Saved data entries

┏━━

// web-server/src/static_files.rs
use actix_web::{web, HttpRequest, HttpResponse, Result, Error};
use actix_files::{Files, NamedFile};
use common::StaticFilesConfig;
use std::path::PathBuf;

// Resolved location of the built admin front-end
#[derive(Clone)]
struct SpaRoot {
    root_path: PathBuf,
    index_file: String,
}

// Async handler function for SPA fallback
async fn spa_index(req: HttpRequest, root: web::Data<SpaRoot>) -> Result<HttpResponse, Error> {
    // API routes are proxied elsewhere; never answer them with the app shell
    if req.path().starts_with("/api/") {
        return Ok(HttpResponse::NotFound().finish());
    }

    // For all other unmatched routes, serve the index file (client-side routing)
    let index_path = root.root_path.join(&root.index_file);
    let file = NamedFile::open(index_path)?;
    Ok(file.into_response(&req))
}

// Configure static file serving with SPA support
pub fn configure(cfg: &mut web::ServiceConfig, config: &StaticFilesConfig) {
    let root = SpaRoot {
        root_path: PathBuf::from(&config.path),
        index_file: config.index.clone(),
    };

    cfg.app_data(web::Data::new(root.clone()))
        .service(
            Files::new("/", &root.root_path)
                .index_file(&root.index_file)
                .prefer_utf8(true)
                .use_etag(true)
                .use_last_modified(true)
                .default_handler(web::to(spa_index)),
        );
}

#[cfg(test)]
mod tests {
    use super::*;
    use actix_web::{test, App};

    fn site() -> (tempfile::TempDir, StaticFilesConfig) {
        let dir = tempfile::tempdir().unwrap();
        std::fs::write(dir.path().join("index.html"), "<html>zenow admin</html>").unwrap();
        std::fs::write(dir.path().join("app.js"), "console.log('ok')").unwrap();
        let config = StaticFilesConfig {
            path: dir.path().display().to_string(),
            index: "index.html".to_string(),
        };
        (dir, config)
    }

    #[actix_web::test]
    async fn test_serves_assets_and_falls_back_to_index() {
        let (_dir, config) = site();
        let app = test::init_service(App::new().configure(|cfg| configure(cfg, &config))).await;

        let res = test::call_service(&app, test::TestRequest::get().uri("/app.js").to_request()).await;
        assert_eq!(res.status(), 200);

        let res = test::call_service(
            &app,
            test::TestRequest::get().uri("/dashboard/courses/3").to_request(),
        )
        .await;
        assert_eq!(res.status(), 200);
        let body = test::read_body(res).await;
        assert_eq!(body, "<html>zenow admin</html>");
    }

    #[actix_web::test]
    async fn test_api_paths_are_not_rewritten() {
        let (_dir, config) = site();
        let app = test::init_service(App::new().configure(|cfg| configure(cfg, &config))).await;

        let res = test::call_service(
            &app,
            test::TestRequest::get().uri("/api/admin/courses").to_request(),
        )
        .await;
        assert_eq!(res.status(), 404);
    }
}
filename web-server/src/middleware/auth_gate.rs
// web-server/src/middleware/auth_gate.rs
use std::rc::Rc;
use std::sync::Arc;
use actix_web::{
    body::EitherBody,
    dev::{Service, ServiceRequest, ServiceResponse, Transform, forward_ready},
    http::header,
    Error, HttpResponse,
};
use futures_util::future::{LocalBoxFuture, Ready, ready};
use crate::cookies::CookieSettings;
use crate::gate::{GateDecision, GatePolicy};
use crate::validator::{CheckSource, TokenCheck, TwoTierValidator};

/// Redirects and cookie clearing for the admin pages, decided per request
#[derive(Clone)]
pub struct AuthGate {
    policy: Arc<GatePolicy>,
    validator: TwoTierValidator,
    cookies: Arc<CookieSettings>,
}

impl AuthGate {
    pub fn new(policy: GatePolicy, validator: TwoTierValidator, cookies: CookieSettings) -> Self {
        Self {
            policy: Arc::new(policy),
            validator,
            cookies: Arc::new(cookies),
        }
    }
}

impl<S, B> Transform<S, ServiceRequest> for AuthGate
where
    S: Service<ServiceRequest, Response = ServiceResponse<B>, Error = Error> + 'static,
    S::Future: 'static,
    B: 'static,
{
    type Response = ServiceResponse<EitherBody<B>>;
    type Error = Error;
    type Transform = AuthGateMiddleware<S>;
    type InitError = ();
    type Future = Ready<Result<Self::Transform, Self::InitError>>;

    fn new_transform(&self, service: S) -> Self::Future {
        ready(Ok(AuthGateMiddleware {
            service: Rc::new(service),
            gate: self.clone(),
        }))
    }
}

pub struct AuthGateMiddleware<S> {
    service: Rc<S>,
    gate: AuthGate,
}

impl<S, B> Service<ServiceRequest> for AuthGateMiddleware<S>
where
    S: Service<ServiceRequest, Response = ServiceResponse<B>, Error = Error> + 'static,
    S::Future: 'static,
    B: 'static,
{
    type Response = ServiceResponse<EitherBody<B>>;
    type Error = Error;
    type Future = LocalBoxFuture<'static, Result<Self::Response, Error>>;

    forward_ready!(service);

    fn call(&self, req: ServiceRequest) -> Self::Future {
        let service = Rc::clone(&self.service);
        let gate = self.gate.clone();

        Box::pin(async move {
            let route = gate.policy.classify(req.path(), req.query_string());

            let check = if gate.policy.needs_token(&route) {
                match req.cookie(&gate.cookies.name) {
                    Some(cookie) if !cookie.value().is_empty() => {
                        Some(gate.validator.check(cookie.value()).await)
                    }
                    _ => None,
                }
            } else {
                None
            };

            if let Some(TokenCheck { status, source: CheckSource::LocalFallback }) = check {
                tracing::warn!(
                    "Token on {} judged {} locally; revocation could not be checked",
                    req.path(),
                    status
                );
            }

            let token = check.map(|c| c.status);
            let decision = gate.policy.decide(&route, token);

            let (location, clear_cookie) = match decision {
                GateDecision::Allow => {
                    let res = service.call(req).await?;
                    return Ok(res.map_into_left_body());
                }
                GateDecision::AllowAndClearCookie => {
                    tracing::info!("Clearing invalid token cookie on {}", req.path());
                    let mut res = service.call(req).await?;
                    res.response_mut()
                        .add_cookie(&gate.cookies.removal_cookie())
                        .map_err(actix_web::error::ErrorInternalServerError)?;
                    return Ok(res.map_into_left_body());
                }
                GateDecision::RedirectToLogin { clear_cookie } => {
                    (gate.policy.login_path.clone(), clear_cookie)
                }
                GateDecision::RedirectToDashboard => (gate.policy.dashboard_path.clone(), false),
                GateDecision::RedirectLegacy(target) => (target, false),
            };

            tracing::info!(
                "Redirecting {} to {} (token: {})",
                req.path(),
                location,
                token.map(|s| s.to_string()).unwrap_or_else(|| "none".to_string())
            );

            let mut response = HttpResponse::Found();
            response.insert_header((header::LOCATION, location));
            if clear_cookie {
                response.cookie(gate.cookies.removal_cookie());
            }

            Ok(req.into_response(response.finish()).map_into_right_body())
        })
    }
}
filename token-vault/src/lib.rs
//! Fingerprint-bound encrypted cache for the admin auth token.
//!
//! The authoritative credential is the httpOnly `token` cookie handled by the
//! web server. This crate keeps a locally readable copy that only decrypts in
//! the environment it was written from.

pub mod cipher;
pub mod error;
pub mod fingerprint;
pub mod storage;

pub use cipher::{KeyCache, KeyDeriver, TokenCipher};
pub use error::{Result, VaultError};
pub use fingerprint::{
    Environment, FingerprintProvider, HostEnvironment, SessionValidator, StaticEnvironment,
};
pub use storage::{
    FileStore, KeyValueStore, MemoryStore, SecureTokenStorage, StoredToken, SESSION_KEY,
    TOKEN_KEY,
};
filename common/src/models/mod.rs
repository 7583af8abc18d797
pub mod token;
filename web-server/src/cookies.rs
// web-server/src/cookies.rs
use actix_web::cookie::time::Duration as CookieDuration;
use actix_web::cookie::{Cookie, SameSite};
use common::AuthConfig;

// Token cookie max age in seconds (4 hours)
#[cfg(test)]
pub const TOKEN_MAX_AGE: i64 = 4 * 60 * 60;

#[derive(Debug, Clone)]
pub struct CookieSettings {
    pub name: String,
    pub secure: bool,
}

impl CookieSettings {
    pub fn from_config(config: &AuthConfig) -> Self {
        Self {
            name: config.cookie_name.clone(),
            secure: config.secure_cookies,
        }
    }

    /// The authoritative credential cookie. The backend's login route issues it;
    /// the gate only reads and clears it.
    #[cfg(test)]
    pub fn token_cookie(&self, token: &str) -> Cookie<'static> {
        Cookie::build(self.name.clone(), token.to_string())
            .path("/")
            .secure(self.secure)
            .http_only(true)
            .same_site(SameSite::Lax)
            .max_age(CookieDuration::seconds(TOKEN_MAX_AGE))
            .finish()
    }

    /// Same attributes as the token cookie so the browser replaces it
    pub fn removal_cookie(&self) -> Cookie<'static> {
        Cookie::build(self.name.clone(), String::new())
            .path("/")
            .secure(self.secure)
            .http_only(true)
            .same_site(SameSite::Lax)
            .max_age(CookieDuration::seconds(0))
            .finish()
    }
}

#[cfg(test)]
mod tests {
    use super::*;

    #[test]
    fn test_token_cookie_attributes() {
        let settings = CookieSettings { name: "token".to_string(), secure: true };
        let cookie = settings.token_cookie("abc");

        assert_eq!(cookie.name(), "token");
        assert_eq!(cookie.value(), "abc");
        assert_eq!(cookie.path(), Some("/"));
        assert_eq!(cookie.http_only(), Some(true));
        assert_eq!(cookie.secure(), Some(true));
        assert_eq!(cookie.same_site(), Some(SameSite::Lax));
        assert_eq!(cookie.max_age(), Some(CookieDuration::hours(4)));
    }

    #[test]
    fn test_removal_cookie_expires_immediately() {
        let settings = CookieSettings::from_config(&AuthConfig::default());
        let cookie = settings.removal_cookie();

        assert_eq!(cookie.name(), "token");
        assert_eq!(cookie.value(), "");
        assert_eq!(cookie.max_age(), Some(CookieDuration::ZERO));
        // Development default
        assert_eq!(cookie.secure(), Some(false));
    }
}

┗━━

**Required action**: Extract every line from the records above that contains the word "GateDecision".

**Expected answer**:
use crate::gate::{GateDecision, GatePolicy};
                GateDecision::Allow => {
                GateDecision::AllowAndClearCookie => {
                GateDecision::RedirectToLogin { clear_cookie } => {
                GateDecision::RedirectToDashboard => (gate.policy.dashboard_path.clone(), false),
                GateDecision::RedirectLegacy(target) => (target, false),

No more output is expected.